It occurs to me lately, speaking of Sega and other acts of failure, how wondrous games are when they are happy accidents. If you look towards the best works of a particular studio, it is the result of happy accidents. Final Fantasy was named as such because of how doomed Square felt at the time. Mario’s body the result of the limitations of the Donkey Kong consoles. Masterchief was created to demo an overhead game. Somewhere, somebody thought the notion of a dance pad in front of notes moving up a screen would be a very keen idea.
Games thrive on creativity, and they also thrive on accidents. This article is about something that may, at one point, been an accident, but now I’m fairly convinced is a company policy.
Being sick will do odd things. The first thing is that I spent half the day sleeping, the other half reading books and playing video games. It would be relaxing if it wasn’t for the nausea, sidesplitting pain, and the inadequate bodily temperature control.
Today I played several games I am very fond of, and enjoy greatly. They are
-Super Smash Bros Melee
-Mario Galaxy
-Halo
And I was beating Super Mario Galaxy again, when the ending struck. The ending of the game feature’s an infant’s cry. What a unique choice for a video game, I thought. It strikes an optimistic tone, a vulnerable one, not something you see very often.
And then I thought some more, and I realized that Nintendo consistently has an open skies policy. If this is a happy accident, it speaks to their ideas.
Open skies refers to the ability to have large expanses of … well, sky. You can pepper the background a bit, but you get a near three-dimensional feeling. It makes things feel brighter, and it lends scope. The larger the scope, the greater the immersion. It’s this emphasis on scale that makes early Final Fantasy games with their overhead map so much more daunting than the most impressive CG render.
But if you look at Nintendo games, they almost always feature open areas. Sometimes there’s stuff, many times there is not.
This is not exclusive to Nintendo games, of course, but I believe they spend a greater deal thinking about how to expand the world with what amounts to very little.
When I play non-Nintendo games like Banjo-Kazooie or Sonic, or racing games like Gran Turismo, there is often sky and plenty of it. But there’s a sense that everything is cluttered and overly busy. Buildings on the left, cut off from the world and forced into a decidedly smaller area, there is a much more “on the rails” approach. Nintendo avoids this.

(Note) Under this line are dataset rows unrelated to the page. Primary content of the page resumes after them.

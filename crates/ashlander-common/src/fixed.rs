//! Text stored in NUL-padded fields of a fixed width.

use std::fmt;
use std::io::{self, Write};
use std::ops::Deref;

use crate::{latin1, BinaryReader, Result, WriteExt};

/// Text in a field of exactly `N` bytes, terminated and padded with NULs.
///
/// The bytes after the terminator are not always zero in shipped files.
/// When they are not, the field is kept as read and written back unchanged
/// until the text is replaced with [`set`](Self::set).
#[derive(Clone, Default)]
pub struct FixedString<const N: usize> {
    text: String,
    raw: Option<Box<[u8; N]>>,
}

impl<const N: usize> FixedString<N> {
    /// Width of the field on disk.
    pub const WIDTH: usize = N;

    pub fn new(text: impl Into<String>) -> Self {
        Self {
            text: text.into(),
            raw: None,
        }
    }

    /// Read one field of `N` bytes.
    pub fn read(reader: &mut BinaryReader<'_>) -> Result<Self> {
        let field = reader.read_bytes(N)?;
        let text = latin1::decode(latin1::until_nul(field));
        let raw = if field == &padded::<N>(&text)[..] {
            None
        } else {
            let mut kept = Box::new([0u8; N]);
            kept.copy_from_slice(field);
            Some(kept)
        };
        Ok(Self { text, raw })
    }

    pub fn as_str(&self) -> &str {
        &self.text
    }

    /// Replace the text. Any padding kept from disk is dropped.
    pub fn set(&mut self, text: impl Into<String>) {
        self.text = text.into();
        self.raw = None;
    }

    /// Whether the field was read with non-zero padding and is kept verbatim.
    pub fn keeps_padding(&self) -> bool {
        self.raw.is_some()
    }

    /// The bytes [`write`](Self::write) produces.
    pub fn to_bytes(&self) -> [u8; N] {
        match &self.raw {
            Some(raw) => **raw,
            None => padded(&self.text),
        }
    }

    /// Write the field. Text longer than `N - 1` bytes is truncated with a
    /// warning.
    pub fn write<W: Write + ?Sized>(&self, out: &mut W) -> io::Result<()> {
        match &self.raw {
            Some(raw) => out.write_all(&raw[..]),
            None => out.write_fixed_string(&self.text, N),
        }
    }
}

fn padded<const N: usize>(text: &str) -> [u8; N] {
    let encoded = latin1::encode(text);
    let keep = encoded.len().min(N.saturating_sub(1));
    let mut field = [0u8; N];
    field[..keep].copy_from_slice(&encoded[..keep]);
    field
}

// Two fields are equal when they hold the same text and write the same bytes.
impl<const N: usize> PartialEq for FixedString<N> {
    fn eq(&self, other: &Self) -> bool {
        self.text == other.text && self.to_bytes() == other.to_bytes()
    }
}

impl<const N: usize> Eq for FixedString<N> {}

impl<const N: usize> PartialEq<str> for FixedString<N> {
    fn eq(&self, other: &str) -> bool {
        self.text == other
    }
}

impl<const N: usize> PartialEq<&str> for FixedString<N> {
    fn eq(&self, other: &&str) -> bool {
        self.text == *other
    }
}

impl<const N: usize> Deref for FixedString<N> {
    type Target = str;

    fn deref(&self) -> &str {
        &self.text
    }
}

impl<const N: usize> AsRef<str> for FixedString<N> {
    fn as_ref(&self) -> &str {
        &self.text
    }
}

impl<const N: usize> From<&str> for FixedString<N> {
    fn from(text: &str) -> Self {
        Self::new(text)
    }
}

impl<const N: usize> From<String> for FixedString<N> {
    fn from(text: String) -> Self {
        Self::new(text)
    }
}

impl<const N: usize> fmt::Debug for FixedString<N> {
    fn fmt(&self, f: &mut fmt::Formatter<'_>) -> fmt::Result {
        fmt::Debug::fmt(&self.text, f)
    }
}

impl<const N: usize> fmt::Display for FixedString<N> {
    fn fmt(&self, f: &mut fmt::Formatter<'_>) -> fmt::Result {
        f.write_str(&self.text)
    }
}

#[cfg(feature = "serde")]
impl<const N: usize> serde::Serialize for FixedString<N> {
    fn serialize<S: serde::Serializer>(&self, serializer: S) -> std::result::Result<S::Ok, S::Error> {
        serializer.serialize_str(&self.text)
    }
}

#[cfg(test)]
mod tests {
    use super::*;

    type Id = FixedString<8>;

    fn read(bytes: &[u8]) -> Id {
        Id::read(&mut BinaryReader::new(bytes)).unwrap()
    }

    fn written(id: &Id) -> Vec<u8> {
        let mut out = Vec::new();
        id.write(&mut out).unwrap();
        out
    }

    #[test]
    fn test_zero_padding_is_not_kept() {
        let id = read(b"gold\0\0\0\0");
        assert_eq!(id, "gold");
        assert!(!id.keeps_padding());
        assert_eq!(id, Id::new("gold"));
        assert_eq!(written(&id), b"gold\0\0\0\0");
    }

    #[test]
    fn test_stray_padding_survives() {
        let raw = b"gold\0\xAB\xAB\xAB";
        let id = read(raw);
        assert_eq!(id.as_str(), "gold");
        assert!(id.keeps_padding());
        assert_eq!(written(&id), raw);
        assert_eq!(&id.to_bytes(), raw);
        assert_ne!(id, Id::new("gold"));
    }

    #[test]
    fn test_set_drops_padding() {
        let mut id = read(b"gold\0\xAB\xAB\xAB");
        id.set("iron");
        assert!(!id.keeps_padding());
        assert_eq!(written(&id), b"iron\0\0\0\0");
    }

    #[test]
    fn test_field_without_terminator_survives() {
        let id = read(b"abcdefgh");
        assert_eq!(id, "abcdefgh");
        assert!(id.keeps_padding());
        assert_eq!(written(&id), b"abcdefgh");
    }

    #[test]
    fn test_short_input() {
        assert!(Id::read(&mut BinaryReader::new(b"gold")).is_err());
    }
}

I think I first realized Nintendo cared about how to make a world seem larger when Ocarina of Time came out. How many games reward you with different noises, hues, and emotions as the sun sets over a lake? In a game where it has nothing to do with the main goal, the presence of such a beautiful mechanic only makes it seem more real.
When you look at Mario Kart, the worlds are open and free. Other racers, including other titles, their view doesn’t take into account scope. Everything is cluttered.
I realized this must be a policy because it’s so damn consistent. In games where scope is tightened considerably, such as in Metroid Prime 2, the world doesn’t feel as immersive, and it’s much more unpleasant. That half the game features unattractive color palates in both the Light and Dark world doesn’t help, but the point remains. There isn’t the sense of grandeur that was evident in the original Prime. With sky cities, and tunnels with useless amounts of room, Prime 3 pulled back. The sky appeared.
And then I get to Halo, which is a game series I like. Once again, there is a sense of scale in the large, open air world. When the game pulls in to a series of corridors, it feels more intense after having so much room before. I can honestly say I have no interest in Doom as a series. Too many damn corridors.
MMORPG’s can show this too. The wide open world of World of Warcraft is commendable in how well it handles the near and the far. The detail, the scale, it’s a world of decided beauty that feels rather realistic.
Obviously core gameplay, shrewd marketing, and overall quality help, but I can’t help but notice how many hit games feature scale so handily, and how many games that come close in quality (but never quite hit it) feel so stunted and restricted. Skies bring scale, and in an age of tremendous 3D capabilities, it’s amazing how few designers have succeeded at it, and how consistent certain companies are at showing it.